Saturday, June 26, 2004

It's not just here

I'm afraid I am guilty of being American-centric regarding public education. By chance, I ran across this interview with a critic of the public educational system in England. I was shocked. Damn; what is going on here in the US may be part of a larger picture.
School privatization has also had a negative impact on democracy. The interests of private companies in education conflict with those of local democracy in a number of ways. For example, the government disregards local public opinion when it comes to the handing over of LEA services to private companies. Nevertheless, private companies resent the constraints imposed by elected local officials. At school level, business tends to seek majority control. Private companies are given a controlling majority on Academy governing bodies, at the expense of parent and LEA representatives. A further issue is that of transparency. Local authorities are bound by legislation to give the public access to certain information. Private companies are not bound by the same legislation, and can appeal to "commercial secrecy" to withhold information from the public

There is a fundamental conflict between market principles and citizenship rights. If the state is no longer directly responsible for the operation of services, there is no direct link between the user, or citizen, and the provider. While the ability of citizens to influence policy is reduced, the ability of companies to do so is facilitated by permanent lobbying of decision-makers. It is no accident that most of the big companies now moving into education (and swallowing up the small education businesses) are in defense and construction, where skills of lobbying and close personal links with politicians and top officials are the name of the game.

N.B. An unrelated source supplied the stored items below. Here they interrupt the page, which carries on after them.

//! 연결 라이프사이클 관리.
//!
//! 채널 하나를 소유하는 상태 머신:
//! Idle → Connecting → Open → (Closed | Errored) → Idle (재연결 예약 후),
//! 또는 `disconnect()`로만 도달하는 Stopped.
//!
//! 소켓 이벤트, 타이머 만료, 소비자 명령은 모두 `LoopEvent`로 하나의 큐에 들어와
//! [`ChannelManager::run`]에서 도착 순서대로 끝까지 처리된다.

use chrono::Utc;
use intelink_core::config::{AppConfig, FeedConfig};
use intelink_core::models::channel::{ChannelStats, ChannelStatus};
use intelink_core::ports::auth::TokenProvider;
use intelink_core::ports::transport::{ChannelLink, ChannelTransport, FrameSender, TransportEvent};
use intelink_feed::dispatcher::{DispatchOutcome, MessageDispatcher};
use intelink_network::endpoint::{authorize, redact, resolve_channel_url};
use std::sync::Arc;
use std::time::Duration;
use tokio::sync::{mpsc, watch};
use tokio::task::JoinHandle;
use tracing::{debug, info, warn};
use url::Url;

use crate::event::{Command, LoopEvent};
use crate::gateway::GatewayState;
use crate::timers::ChannelTimers;

/// 채널 설정
#[derive(Debug, Clone)]
pub struct ChannelSettings {
    /// REST 기본 URL
    pub base_url: String,
    /// 조직 범위 (None이면 관리자 전역 채널)
    pub org_id: Option<String>,
    /// 종료 후 재연결 지연 (고정)
    pub reconnect_delay: Duration,
    /// 하트비트 주기
    pub heartbeat_interval: Duration,
    /// 피드 용량
    pub feed: FeedConfig,
}

impl ChannelSettings {
    /// 기본 주기/용량으로 생성
    pub fn new(base_url: impl Into<String>) -> Self {
        Self::from_config(&AppConfig::default_config()).with_base_url(base_url)
    }

    /// 애플리케이션 설정에서 생성
    pub fn from_config(config: &AppConfig) -> Self {
        Self {
            base_url: config.server.base_url.clone(),
            org_id: config.server.org_id.clone(),
            reconnect_delay: config.channel.reconnect_delay(),
            heartbeat_interval: config.channel.heartbeat_interval(),
            feed: config.feed.clone(),
        }
    }

    pub fn with_base_url(mut self, base_url: impl Into<String>) -> Self {
        self.base_url = base_url.into();
        self
    }

    pub fn with_org(mut self, org_id: impl Into<String>) -> Self {
        self.org_id = Some(org_id.into());
        self
    }
}

/// 내부 연결 단계
enum Phase {
    /// 채널 없음 (최초 또는 재연결 대기)
    Idle,
    /// 핸드셰이크 진행 중
    Connecting { generation: u64 },
    /// 연결됨
    Open {
        generation: u64,
        sender: Arc<dyn FrameSender>,
    },
    /// 명시적 `disconnect()` 이후
    Stopped,
}

impl Phase {
    /// 현재 채널 세대 (채널이 없으면 None)
    fn generation(&self) -> Option<u64> {
        match self {
            Phase::Connecting { generation } | Phase::Open { generation, .. } => Some(*generation),
            Phase::Idle | Phase::Stopped => None,
        }
    }

    fn name(&self) -> &'static str {
        match self {
            Phase::Idle => "idle",
            Phase::Connecting { .. } => "connecting",
            Phase::Open { .. } => "open",
            Phase::Stopped => "stopped",
        }
    }
}

/// 연결 라이프사이클 관리자 — 이벤트 루프의 유일한 상태 소유자
pub(crate) struct ChannelManager {
    settings: ChannelSettings,
    transport: Arc<dyn ChannelTransport>,
    tokens: Arc<dyn TokenProvider>,
    dispatcher: MessageDispatcher,
    phase: Phase,
    generation: u64,
    /// 현재 채널의 연결+수신 전달 태스크
    pump: Option<JoinHandle<()>>,
    timers: ChannelTimers,
    status: ChannelStatus,
    stats: ChannelStats,
    events_tx: mpsc::UnboundedSender<LoopEvent>,
    events_rx: mpsc::UnboundedReceiver<LoopEvent>,
    state_tx: watch::Sender<GatewayState>,
}

impl ChannelManager {
    pub(crate) fn new(
        settings: ChannelSettings,
        transport: Arc<dyn ChannelTransport>,
        tokens: Arc<dyn TokenProvider>,
        events_tx: mpsc::UnboundedSender<LoopEvent>,
        events_rx: mpsc::UnboundedReceiver<LoopEvent>,
        state_tx: watch::Sender<GatewayState>,
    ) -> Self {
        let dispatcher = MessageDispatcher::new(&settings.feed);
        Self {
            settings,
            transport,
            tokens,
            dispatcher,
            phase: Phase::Idle,
            generation: 0,
            pump: None,
            timers: ChannelTimers::default(),
            status: ChannelStatus::Disconnected,
            stats: ChannelStats::default(),
            events_tx,
            events_rx,
            state_tx,
        }
    }

    /// 이벤트 루프 (Shutdown 명령까지)
    pub(crate) async fn run(mut self) {
        debug!("채널 이벤트 루프 시작");
        while let Some(event) = self.events_rx.recv().await {
            if !self.handle(event) {
                break;
            }
        }
        self.disconnect();
        self.publish();
        debug!("채널 이벤트 루프 종료");
    }

    /// 이벤트 하나 처리. 루프를 끝내야 하면 false.
    fn handle(&mut self, event: LoopEvent) -> bool {
        match event {
            LoopEvent::Command(command) => return self.handle_command(command),
            LoopEvent::Opened { generation, sender } => self.on_open(generation, sender),
            LoopEvent::Frame { generation, text } => self.on_frame(generation, &text),
            LoopEvent::Errored { generation, reason } => self.on_error(generation, &reason),
            LoopEvent::Closed { generation } => self.on_close(generation),
            LoopEvent::ReconnectDue { ticket } => {
                if self.timers.take_reconnect(ticket) {
                    info!("재연결 시도");
                    self.connect();
                } else {
                    debug!("취소된 재연결 만료 무시 (ticket={ticket})");
                }
            }
        }
        self.publish();
        true
    }

    fn handle_command(&mut self, command: Command) -> bool {
        match command {
            Command::Connect => self.connect(),
            Command::Disconnect => self.disconnect(),
            Command::Dismiss(id) => {
                if !self.dispatcher.store_mut().remove_notification(id) {
                    debug!("닫을 알림 없음: {id}");
                }
            }
            Command::ClearAll => {
                self.dispatcher.store_mut().clear_notifications();
            }
            Command::Shutdown => {
                info!("채널 종료 요청");
                return false;
            }
        }
        self.publish();
        true
    }

    /// 연결 — 이미 연결 중이거나 연결됐으면 no-op, 토큰이 없으면 조용히 건너뜀
    fn connect(&mut self) {
        if matches!(self.phase, Phase::Connecting { .. } | Phase::Open { .. }) {
            debug!("채널이 이미 {} 상태, connect 무시", self.phase.name());
            return;
        }

        let Some(token) = self.tokens.bearer_token() else {
            debug!("인증 토큰 없음, 연결 건너뜀");
            return;
        };

        // 수동 연결이 대기 중인 재연결을 대체한다
        if self.timers.reconnect_pending() {
            debug!("대기 중인 재연결을 수동 연결로 대체");
            self.timers.cancel_reconnect();
        }

        let url = match resolve_channel_url(&self.settings.base_url, self.settings.org_id.as_deref())
        {
            Ok(url) => url,
            Err(e) => {
                // 생성 실패는 재연결을 예약하지 않는다
                warn!("채널 주소 생성 실패, 재시도 안함: {e}");
                self.phase = Phase::Idle;
                self.status = ChannelStatus::Disconnected;
                return;
            }
        };

        self.generation += 1;
        let generation = self.generation;
        self.stats.connect_attempts += 1;
        self.phase = Phase::Connecting { generation };

        info!("채널 연결 시작: {} (세대 {generation})", redact(&url));
        let url = authorize(&url, &token);
        self.pump = Some(tokio::spawn(pump(
            self.transport.clone(),
            url,
            generation,
            self.events_tx.clone(),
        )));
    }

    /// 명시적 해제 — 멱등
    fn disconnect(&mut self) {
        self.timers.cancel_all();

        if let Some(pump) = self.pump.take() {
            pump.abort();
        }

        let previous = std::mem::replace(&mut self.phase, Phase::Stopped);
        if let Phase::Open { sender, .. } = previous {
            close_in_background(sender);
        }

        if self.status == ChannelStatus::Connected {
            info!("채널 연결 해제");
        }
        self.status = ChannelStatus::Disconnected;
    }

    fn on_open(&mut self, generation: u64, sender: Arc<dyn FrameSender>) {
        if !matches!(self.phase, Phase::Connecting { generation: g } if g == generation) {
            debug!("교체된 채널의 open 이벤트, 닫음 (세대 {generation})");
            close_in_background(sender);
            return;
        }

        info!("채널 연결됨 (세대 {generation})");
        self.timers
            .start_heartbeat(sender.clone(), self.settings.heartbeat_interval);
        self.phase = Phase::Open { generation, sender };
        self.status = ChannelStatus::Connected;
        self.stats.last_connected_at = Some(Utc::now());
    }

    fn on_frame(&mut self, generation: u64, text: &str) {
        if !matches!(self.phase, Phase::Open { generation: g, .. } if g == generation) {
            debug!("교체된 채널의 프레임 무시 (세대 {generation})");
            return;
        }

        match self.dispatcher.dispatch(text) {
            DispatchOutcome::Discarded => self.stats.frames_discarded += 1,
            DispatchOutcome::Recorded | DispatchOutcome::FeedsChanged => {
                self.stats.frames_received += 1
            }
        }
    }

    /// 에러 — 상태만 내린다. 재연결 예약은 뒤따르는 close가 한다.
    fn on_error(&mut self, generation: u64, reason: &str) {
        if self.phase.generation() != Some(generation) {
            return;
        }
        warn!("채널 에러: {reason}");
        self.status = ChannelStatus::Disconnected;
    }

    fn on_close(&mut self, generation: u64) {
        if self.phase.generation() != Some(generation) {
            debug!("교체된 채널의 close 이벤트 무시 (세대 {generation})");
            return;
        }

        if self.timers.heartbeat_active() {
            self.timers.cancel_heartbeat();
        }
        self.pump = None;
        self.phase = Phase::Idle;
        self.status = ChannelStatus::Disconnected;

        let delay = self.settings.reconnect_delay;
        self.timers.schedule_reconnect(delay, self.events_tx.clone());
        self.stats.reconnects_scheduled += 1;
        warn!("채널 종료, {}ms 후 재연결", delay.as_millis());
    }

    /// 현재 상태를 소비자에게 게시
    fn publish(&self) {
        let store = self.dispatcher.store();
        self.state_tx.send_replace(GatewayState {
            status: self.status,
            last_message: self.dispatcher.last_message().cloned(),
            signals: store.signals().to_vec(),
            notifications: store.notifications().to_vec(),
            stats: self.stats.clone(),
        });
    }
}

/// 채널 하나의 연결 + 수신 전달
///
/// 핸드셰이크 실패는 `Errored` 다음 `Closed`로 보고되어 재연결 경로를 탄다.
async fn pump(
    transport: Arc<dyn ChannelTransport>,
    url: Url,
    generation: u64,
    events: mpsc::UnboundedSender<LoopEvent>,
) {
    let ChannelLink {
        sender,
        events: mut inbound,
    } = match transport.open(&url).await {
        Ok(link) => link,
        Err(e) => {
            let _ = events.send(LoopEvent::Errored {
                generation,
                reason: e.to_string(),
            });
            let _ = events.send(LoopEvent::Closed { generation });
            return;
        }
    };

    // open 이후 Opened 전송까지는 await가 없어 abort가 끼어들 수 없다.
    // 루프가 이미 없으면 링크를 직접 닫는다.
    if let Err(mpsc::error::SendError(event)) = events.send(LoopEvent::Opened { generation, sender })
    {
        if let LoopEvent::Opened { sender, .. } = event {
            let _ = sender.close().await;
        }
        return;
    }

    while let Some(event) = inbound.recv().await {
        let forwarded = match event {
            TransportEvent::Text(text) => LoopEvent::Frame { generation, text },
            TransportEvent::Error(reason) => LoopEvent::Errored { generation, reason },
            TransportEvent::Closed => break,
        };
        if events.send(forwarded).is_err() {
            return;
        }
    }

    let _ = events.send(LoopEvent::Closed { generation });
}

/// 채널 종료 프레임 전송 (호출자를 막지 않음)
fn close_in_background(sender: Arc<dyn FrameSender>) {
    tokio::spawn(async move {
        if let Err(e) = sender.close().await {
            debug!("채널 종료 프레임 전송 실패: {e}");
        }
    });
}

And finally, privatization could have an impact on the employment of teachers. The companies that want to run state schools want to change the law so that they employ teachers, instead of the school's governing body. Opposition from the teachers' unions has so far prevented the government from acceding to this demand.
England is ahead of us in privatizing their public education system. They've got quite a bit of involvement by the central government, lots of standardized testing, actually national tests, and for-profit companies involved in the providing education. And the results? Increased inequalities betweent the social classes and the realization that for-profit companies work less efficiently than governmental entities.